Adamsberg nota les noms comme il le pouvait sur son carnet en suivant Almar vers le port. Le traducteur parlementa un moment avec Gunnlaugur, qui hissait sa pêche hors de son bateau. De là, dans la droite ligne de la jetée de pierres grises, on apercevait parfaitement les oreilles de renard de l'île tiède. Elles étaient encore blanches de neige mais la côte était noire. À trois kilomètres, tout au plus. Retancourt fixait l'îlot sans bouger.

— Les Français en ont assez de la vie ? traduisit Almar.

Puis, à toutes les questions d'Almar, Gunnlaugur répondait en secouant la tête, leur jetant pour finir un regard de pitié et de mépris. Tous les autres pêcheurs à quai, jeunes ou vieux, eurent à peu près la même réaction, hautaine et négative, jusqu'à Brestir, l'un des plus jeunes, moins inquiet, plus loquace.

— Louer mon bateau ? Ils ont combien de couronnes, tes imbéciles ?

— Ils t'en proposent deux cents.

— Deux cent cinquante. Plus cinq cents d'acompte, car mon bateau, je ne suis pas sûr de le revoir.

— Il n'a pas tort, dit Almar. Moi aussi, je veux être payé avant.

— Ce soir à l'auberge, dit Adamsberg.

— Non, maintenant.

— Je n'ai pas ça sur moi.

— Alors c'est pas marrant mais tout s'arrête là, dit Almar en croisant ses petits bras.

Adamsberg écrivit quelques mots sur son carnet, puis déchira la feuille et la tendit au traducteur.

— Le nom, le téléphone et l'adresse de mon plus ancien adjoint, avec ma signature, dit-il. Il te paiera, il n'aimerait pas que j'aie quitté cette terre dans le déshonneur.

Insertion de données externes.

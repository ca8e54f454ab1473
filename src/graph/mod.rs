//! Graph building.
//!
//! [`build`] combines one molecule's [`AssignedTopology`] with one of its
//! conformations into a [`GraphRecord`]. The function is pure, so records of
//! the same molecule may be built concurrently from a shared topology.

mod neighbors;

use crate::model::conformation::Conformation;
use crate::model::graph::{Edge, EdgeKind, GraphRecord, Node, Provenance};
use crate::model::topology::AssignedTopology;
use thiserror::Error;

/// Errors that can occur while building a graph record.
#[derive(Debug, Error, Clone, PartialEq)]
pub enum Error {
    /// The conformation does not line up with the topology's atoms.
    #[error(
        "shape mismatch: topology has {expected} atoms, conformation has {positions} positions and {forces} forces"
    )]
    ShapeMismatch {
        expected: usize,
        positions: usize,
        forces: usize,
    },
}

/// Which interaction lists and edges go into each record.
#[derive(Debug, Clone, PartialEq)]
pub struct GraphConfig {
    /// Add non-bonded edges between unbonded atoms at most this far apart (Å).
    pub nonbonded_cutoff: Option<f64>,
    pub include_angles: bool,
    pub include_propers: bool,
    pub include_impropers: bool,
}

impl Default for GraphConfig {
    fn default() -> Self {
        Self {
            nonbonded_cutoff: None,
            include_angles: true,
            include_propers: true,
            include_impropers: true,
        }
    }
}

/// Builds the graph record for one conformation.
///
/// The record's `relative_energy` starts equal to the absolute energy; the
/// filter overwrites it once the molecule's reference energy is known.
///
/// # Errors
///
/// Returns [`Error::ShapeMismatch`] when the position or force count differs
/// from the topology's atom count.
pub fn build(
    topology: &AssignedTopology,
    conformation: &Conformation,
    provenance: &Provenance,
    config: &GraphConfig,
) -> Result<GraphRecord, Error> {
    let expected = topology.atom_count();
    if conformation.positions.len() != expected || conformation.forces.len() != expected {
        return Err(Error::ShapeMismatch {
            expected,
            positions: conformation.positions.len(),
            forces: conformation.forces.len(),
        });
    }

    let nodes = topology
        .atoms
        .iter()
        .zip(&topology.elements)
        .map(|(atom, &element)| Node {
            element,
            atomic_number: element.atomic_number(),
            atom_type: topology.atom_types[atom.type_index].clone(),
            type_index: atom.type_index,
            hybridization: atom.hybridization,
            charge: atom.charge,
            mass: atom.mass,
            vdw_r0: atom.vdw_r0,
            vdw_d0: atom.vdw_d0,
        })
        .collect();

    let mut edges: Vec<Edge> = topology
        .bonds
        .iter()
        .map(|b| Edge {
            i: b.i,
            j: b.j,
            kind: EdgeKind::Bonded {
                order: b.order,
                k: b.k,
                r0: b.r0,
            },
        })
        .collect();
    if let Some(cutoff) = config.nonbonded_cutoff {
        edges.extend(neighbors::nonbonded_edges(
            topology,
            &conformation.positions,
            cutoff,
        ));
    }

    Ok(GraphRecord {
        provenance: provenance.clone(),
        nodes,
        edges,
        angles: if config.include_angles {
            topology.angles.clone()
        } else {
            Vec::new()
        },
        propers: if config.include_propers {
            topology.propers.clone()
        } else {
            Vec::new()
        },
        impropers: if config.include_impropers {
            topology.impropers.clone()
        } else {
            Vec::new()
        },
        positions: conformation.positions.clone(),
        energy: conformation.energy,
        relative_energy: conformation.energy,
        forces: conformation.forces.clone(),
    })
}

#[cfg(test)]
mod tests {
    use super::*;
    use crate::forge::{ForgeConfig, assign};
    use crate::model::molecule::{Bond, Molecule};
    use crate::model::types::{BondOrder, Element};

    fn water() -> (AssignedTopology, Conformation) {
        let mut mol = Molecule::new("water");
        mol.elements = vec![Element::O, Element::H, Element::H];
        mol.bonds = vec![
            Bond::new(0, 1, BondOrder::Single),
            Bond::new(0, 2, BondOrder::Single),
        ];
        let conf = Conformation::new(
            vec![[0.0, 0.0, 0.0], [0.9572, 0.0, 0.0], [-0.2400, 0.9266, 0.0]],
            -47_000.0,
            vec![[0.1, 0.0, 0.0], [-0.05, 0.0, 0.0], [-0.05, 0.0, 0.0]],
        );
        (assign(&mol, &ForgeConfig::default()).unwrap(), conf)
    }

    fn provenance() -> Provenance {
        Provenance {
            molecule_index: 3,
            conformation_index: 1,
            molecule_id: "water".into(),
        }
    }

    #[test]
    fn nodes_follow_atom_order() {
        let (top, conf) = water();
        let record = build(&top, &conf, &provenance(), &GraphConfig::default()).unwrap();
        assert_eq!(record.node_count(), 3);
        assert_eq!(record.nodes[0].element, Element::O);
        assert_eq!(record.nodes[0].atomic_number, 8);
        assert_eq!(record.nodes[1].atom_type, "H_HB");
        assert_eq!(record.positions, conf.positions);
        assert_eq!(record.forces, conf.forces);
        assert_eq!(record.provenance, provenance());
        assert_eq!(record.relative_energy, record.energy);
    }

    #[test]
    fn bonded_edges_only_by_default() {
        let (top, conf) = water();
        let record = build(&top, &conf, &provenance(), &GraphConfig::default()).unwrap();
        assert_eq!(record.edge_count(), 2);
        assert!(record.edges.iter().all(|e| e.is_bonded() && e.i < e.j));
        assert_eq!(record.edge_index().len(), 4);
        assert_eq!(record.angles.len(), 1);
    }

    #[test]
    fn cutoff_adds_nonbonded_pairs() {
        let (top, conf) = water();
        let config = GraphConfig {
            nonbonded_cutoff: Some(2.0),
            ..GraphConfig::default()
        };
        let record = build(&top, &conf, &provenance(), &config).unwrap();
        let nonbonded: Vec<_> = record.edges.iter().filter(|e| !e.is_bonded()).collect();
        assert_eq!(nonbonded.len(), 1);
        assert_eq!((nonbonded[0].i, nonbonded[0].j), (1, 2));
        match nonbonded[0].kind {
            EdgeKind::NonBonded { distance } => assert!((distance - 1.514).abs() < 1e-3),
            _ => unreachable!(),
        }

        let tight = GraphConfig {
            nonbonded_cutoff: Some(1.0),
            ..GraphConfig::default()
        };
        let record = build(&top, &conf, &provenance(), &tight).unwrap();
        assert_eq!(record.bonded_edges().count(), record.edge_count());
    }

    #[test]
    fn interaction_lists_can_be_dropped() {
        let (top, conf) = water();
        let config = GraphConfig {
            include_angles: false,
            ..GraphConfig::default()
        };
        let record = build(&top, &conf, &provenance(), &config).unwrap();
        assert!(record.angles.is_empty());
    }

    #[test]
    fn shape_mismatch_is_reported() {
        let (top, mut conf) = water();
        conf.forces.pop();
        let err = build(&top, &conf, &provenance(), &GraphConfig::default()).unwrap_err();
        assert_eq!(
            err,
            Error::ShapeMismatch {
                expected: 3,
                positions: 3,
                forces: 2
            }
        );
    }

    #[test]
    fn nonbonded_edges_follow_each_conformation() {
        let mut mol = Molecule::new("peroxide");
        mol.elements = vec![Element::O, Element::O, Element::H, Element::H];
        mol.bonds = vec![
            Bond::new(0, 1, BondOrder::Single),
            Bond::new(0, 2, BondOrder::Single),
            Bond::new(1, 3, BondOrder::Single),
        ];
        let top = assign(&mol, &ForgeConfig::default()).unwrap();
        let conformation = |h3_y: f64| {
            Conformation::new(
                vec![[0.0, 0.0, 0.0], [1.47, 0.0, 0.0], [-0.3, 0.92, 0.0], [1.77, h3_y, 0.0]],
                0.0,
                vec![[0.0; 3]; 4],
            )
        };
        let config = GraphConfig {
            nonbonded_cutoff: Some(2.5),
            ..GraphConfig::default()
        };
        let pairs = |conf: &Conformation| -> Vec<(usize, usize)> {
            build(&top, conf, &provenance(), &config)
                .unwrap()
                .edges
                .iter()
                .filter(|e| !e.is_bonded())
                .map(|e| (e.i, e.j))
                .collect()
        };

        let cis = pairs(&conformation(0.92));
        let trans = pairs(&conformation(-0.92));
        assert_eq!(cis, vec![(0, 3), (1, 2), (2, 3)]);
        assert_eq!(trans, vec![(0, 3), (1, 2)]);
    }
}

Puis Adamsberg ouvrit son anorak et en tira deux cent cinquante couronnes.

— Dis-lui que je lui donne les cinq cents de caution quand on monte à bord.

— Le plein sera fait à 14 heures, dit Brestir en prenant les billets. J'attendrai là. Mais avant, qu'ils aillent parler avec Rögnvar. Qu'il ne soit pas dit que je suis un mauvais chrétien et que j'ai laissé partir des ignorants à la mort.

— Où est-il ?

— À la jetée. Il aide à vider les morues. Faut bien qu'il fasse quelque chose.

— On va où ? demanda Veyrenc en faisant demi-tour. Voir un curé pour l'extrême-onction ?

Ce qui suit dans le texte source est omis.